La proclamation du Royaume de Dieu serait donc à comprendre d'un point de
vue strictement eschatologique. Même les textes qui contredisaient de façon
manifeste cette vision des choses furent interprétés en ce sens, quitte à
leur faire quelque peu violence, fait remarquer Benoît XVI, comme par exemple les paraboles de la
croissance, celle du semeur (cf. Mc 4, 3-9), celle de la graine de moutarde
(cf. Mc 4, 30-32), celle du levain
(cf. Mt 13, 33 ; Lc 13, 20-21), celle de
la semence qui pousse d'elle même (cf. Mc 4, 26-29). On se mit à dire que
l'important n'était pas la croissance, que le sens des paroles de Jésus
était le suivant : ce qui existe maintenant, c'est l'humble réalité, mais
l'autre réalité apparaîtra à l'improviste, d'un seul coup. Il est manifeste
qu'ici, la théorie prenait le pas sur la fidélité au texte. Pour traduire
dans l'existence chrétienne d'aujourd'hui cette perspective eschatologique
imminente qui n'est pas immédiatement intelligible pour nous, on a fait bien
des efforts. Bultmann par exemple a eu recours à la philosophie de Martin
Heidegger : ce qui compte serait une attitude existentielle, « la
disponibilité permanente » ; à la suite d'Ernst Bloch, Jurgen Moltmann a
développé une théologie de l'espérance qui entendait interpréter la foi
comme une intégration active dans la construction de l'avenir.

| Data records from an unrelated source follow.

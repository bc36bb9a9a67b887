// src/player.rs

use crate::config::{
    DBUS_SEND_EXECUTABLE_NAME, PLAYER_EXECUTABLE_NAME, PLAYER_POLL_INTERVAL, PLAYER_QUIT_TIMEOUT,
    PLAYER_STARTUP_TIMEOUT, TEST_WINDOW_HEIGHT, TEST_WINDOW_WIDTH,
};
use std::{env, fmt, fs, path::Path, process::Stdio};
use tokio::{
    process::{Child, Command},
    time::{self, Instant},
};

const MPRIS_OBJECT_PATH: &str = "/org/mpris/MediaPlayer2";
const MPRIS_PLAYER_INTERFACE: &str = "org.mpris.MediaPlayer2.Player";
const MPRIS_ROOT_INTERFACE: &str = "org.mpris.MediaPlayer2";
const PROPERTIES_INTERFACE: &str = "org.freedesktop.DBus.Properties";

/// Error raised while launching or controlling the external player.
#[derive(Debug)]
pub struct PlayerError {
    message: String,
}

impl PlayerError {
    pub fn new(message: String) -> Self {
        Self { message }
    }
}

impl fmt::Display for PlayerError {
    fn fmt(&self, f: &mut fmt::Formatter<'_>) -> fmt::Result {
        write!(f, "player error: {}", self.message)
    }
}

impl std::error::Error for PlayerError {}

/// How the clip is presented on screen.
#[derive(Debug, Clone, Copy, PartialEq, Eq)]
pub enum DisplayMode {
    /// Full screen, rotated 180 degrees, stretched to fill the display.
    Normal,
    /// Small fixed window in the top-left corner, for local checks.
    Test,
}

/// Control surface of a running video player.
///
/// The looper only talks to the player through this trait, so it can be
/// driven by a fake in tests.
#[allow(async_fn_in_trait)]
pub trait Player {
    async fn play(&mut self) -> Result<(), PlayerError>;
    async fn pause(&mut self) -> Result<(), PlayerError>;
    /// Length of the loaded clip in seconds.
    async fn duration(&mut self) -> Result<f64, PlayerError>;
    /// Seeks to an absolute position in seconds.
    async fn set_position(&mut self, seconds: f64) -> Result<(), PlayerError>;
    /// Asks the player to terminate. Best effort.
    async fn quit(&mut self) -> Result<(), PlayerError>;
}

/// Command-line arguments for the player in the given display mode.
///
/// omxplayer's `--win` takes the corners `x1 y1 x2 y2`, so the test window
/// string is `0, 0, <width>, <height>`.
pub fn player_args(mode: DisplayMode) -> Vec<String> {
    let mut args = vec!["--no-osd".to_string(), "--loop".to_string()];
    match mode {
        DisplayMode::Test => {
            args.push("--win".to_string());
            args.push(format!("0, 0, {}, {}", TEST_WINDOW_WIDTH, TEST_WINDOW_HEIGHT));
        }
        DisplayMode::Normal => {
            args.extend(
                ["--orientation", "180", "--aspect-mode", "fill"]
                    .iter()
                    .map(|s| s.to_string()),
            );
        }
    }
    args
}

/// Parses a `dbus-send --print-reply=literal` reply such as `   int64 16016000`.
fn parse_int64_reply(reply: &str) -> Option<i64> {
    reply.split_whitespace().last()?.parse().ok()
}

/// Session bus details omxplayer writes to `/tmp` on startup.
#[derive(Debug, Clone)]
struct BusEnv {
    address: String,
    pid: Option<String>,
}

impl BusEnv {
    /// Returns `None` while the player has not written its bus address yet.
    fn read() -> Option<Self> {
        let user = env::var("USER").unwrap_or_else(|_| "root".to_string());
        let bus_dir = Path::new("/tmp");
        let address = fs::read_to_string(bus_dir.join(format!("omxplayerdbus.{}", user)))
            .ok()?
            .trim()
            .to_string();
        if address.is_empty() {
            return None;
        }
        let pid = fs::read_to_string(bus_dir.join(format!("omxplayerdbus.{}.pid", user)))
            .ok()
            .map(|s| s.trim().to_string());
        Some(Self { address, pid })
    }
}

/// omxplayer driven through its MPRIS D-Bus interface.
pub struct OmxPlayer {
    child: Child,
    dbus_name: String,
    bus: BusEnv,
}

impl OmxPlayer {
    /// Starts omxplayer on `video_path` and waits until its D-Bus interface answers.
    ///
    /// The child is killed when the returned player (or this future, before
    /// it completes) is dropped.
    ///
    /// # Errors
    ///
    /// Returns an error if the player cannot be spawned, exits during startup,
    /// or does not answer on D-Bus within the startup timeout.
    pub async fn launch(video_path: &Path, mode: DisplayMode) -> Result<Self, PlayerError> {
        let dbus_name = format!("org.mpris.MediaPlayer2.omxplayer{}", std::process::id());

        let mut command = Command::new(PLAYER_EXECUTABLE_NAME);
        command
            .args(player_args(mode))
            .arg("--dbus_name")
            .arg(&dbus_name)
            .arg(video_path)
            .stdin(Stdio::null())
            .stdout(Stdio::null())
            .kill_on_drop(true);
        // Own process group: a terminal Ctrl-C reaches only us, and we quit the player.
        #[cfg(unix)]
        command.process_group(0);

        log::debug!("Launching {:?}", command);
        let mut child = command.spawn().map_err(|e| {
            PlayerError::new(format!(
                "Failed to launch '{}': {}",
                PLAYER_EXECUTABLE_NAME, e
            ))
        })?;

        let bus = wait_until_ready(&mut child, &dbus_name).await?;
        Ok(Self {
            child,
            dbus_name,
            bus,
        })
    }

    async fn send(&self, interface: &str, method: &str, extra_args: &[&str]) -> Result<String, PlayerError> {
        dbus_send(&self.bus, &self.dbus_name, interface, method, extra_args).await
    }
}

async fn wait_until_ready(child: &mut Child, dbus_name: &str) -> Result<BusEnv, PlayerError> {
    let deadline = Instant::now() + PLAYER_STARTUP_TIMEOUT;
    loop {
        if let Ok(Some(status)) = child.try_wait() {
            return Err(PlayerError::new(format!(
                "'{}' exited during startup ({})",
                PLAYER_EXECUTABLE_NAME, status
            )));
        }

        if let Some(bus) = BusEnv::read() {
            let answered = dbus_send(&bus, dbus_name, PROPERTIES_INTERFACE, "Duration", &[]).await;
            if answered.is_ok() {
                return Ok(bus);
            }
        }

        if Instant::now() >= deadline {
            return Err(PlayerError::new(format!(
                "'{}' did not answer on D-Bus within {:?}",
                PLAYER_EXECUTABLE_NAME, PLAYER_STARTUP_TIMEOUT
            )));
        }
        time::sleep(PLAYER_POLL_INTERVAL).await;
    }
}

async fn dbus_send(
    bus: &BusEnv,
    dbus_name: &str,
    interface: &str,
    method: &str,
    extra_args: &[&str],
) -> Result<String, PlayerError> {
    let mut command = Command::new(DBUS_SEND_EXECUTABLE_NAME);
    command
        .args([
            "--print-reply=literal",
            "--session",
            "--reply-timeout=500",
        ])
        .arg(format!("--dest={}", dbus_name))
        .arg(MPRIS_OBJECT_PATH)
        .arg(format!("{}.{}", interface, method))
        .args(extra_args)
        .env("DBUS_SESSION_BUS_ADDRESS", &bus.address);
    if let Some(pid) = &bus.pid {
        command.env("DBUS_SESSION_BUS_PID", pid);
    }

    let output = command.stdin(Stdio::null()).output().await.map_err(|e| {
        PlayerError::new(format!(
            "Failed to execute '{}': {}",
            DBUS_SEND_EXECUTABLE_NAME, e
        ))
    })?;

    if !output.status.success() {
        return Err(PlayerError::new(format!(
            "{}.{} failed ({}): {}",
            interface,
            method,
            output.status,
            String::from_utf8_lossy(&output.stderr).trim()
        )));
    }
    Ok(String::from_utf8_lossy(&output.stdout).into_owned())
}

impl Player for OmxPlayer {
    async fn play(&mut self) -> Result<(), PlayerError> {
        self.send(MPRIS_PLAYER_INTERFACE, "Play", &[]).await.map(|_| ())
    }

    async fn pause(&mut self) -> Result<(), PlayerError> {
        self.send(MPRIS_PLAYER_INTERFACE, "Pause", &[]).await.map(|_| ())
    }

    async fn duration(&mut self) -> Result<f64, PlayerError> {
        let reply = self.send(PROPERTIES_INTERFACE, "Duration", &[]).await?;
        let micros = parse_int64_reply(&reply).ok_or_else(|| {
            PlayerError::new(format!("unexpected Duration reply: '{}'", reply.trim()))
        })?;
        Ok(micros as f64 / 1_000_000.0)
    }

    async fn set_position(&mut self, seconds: f64) -> Result<(), PlayerError> {
        let micros = format!("int64:{}", (seconds * 1_000_000.0).round() as i64);
        self.send(
            MPRIS_PLAYER_INTERFACE,
            "SetPosition",
            &["objpath:/not/used", micros.as_str()],
        )
        .await
        .map(|_| ())
    }

    async fn quit(&mut self) -> Result<(), PlayerError> {
        let requested = self.send(MPRIS_ROOT_INTERFACE, "Quit", &[]).await;

        if time::timeout(PLAYER_QUIT_TIMEOUT, self.child.wait()).await.is_ok() {
            return requested.map(|_| ());
        }

        log::warn!("Player did not exit after Quit, killing it");
        self.child
            .kill()
            .await
            .map_err(|e| PlayerError::new(format!("Failed to kill player: {}", e)))
    }
}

Entre-temps, poursuit Benoît XVI, s'est développée dans de larges cercles de la théologie, et tout
spécialement en milieu catholique, une réinterprétation sécularisée du
concept de « Royaume », qui développe une nouvelle vision du christianisme,
des religions et de l'histoire en général, et qui, par ce profond
remaniement, prétend rendre à nouveau accessible et assimilable ce qu'elle
considère être le message de Jésus. On a pu dire qu'avant le Concile régnait
l'ecclésiocentrisme : l'Église aurait été alors présentée comme le centre du
christianisme. Puis on serait passé au christocentrisme
présentant le Christ
comme le centre de tout. Mais, ajoute-t-on, non seulement l'Église divise,
le Christ aussi, lui qui appartient aux seuls chrétiens. Donc du
christocentrisme on serait passé au théocentrisme, se rapprochant un peu
plus, de cette façon, de la communauté des religions. Mais, on ne toucherait
pas au but pour autant, car Dieu lui-même est un possible élément de
division entre les religions et entre les hommes.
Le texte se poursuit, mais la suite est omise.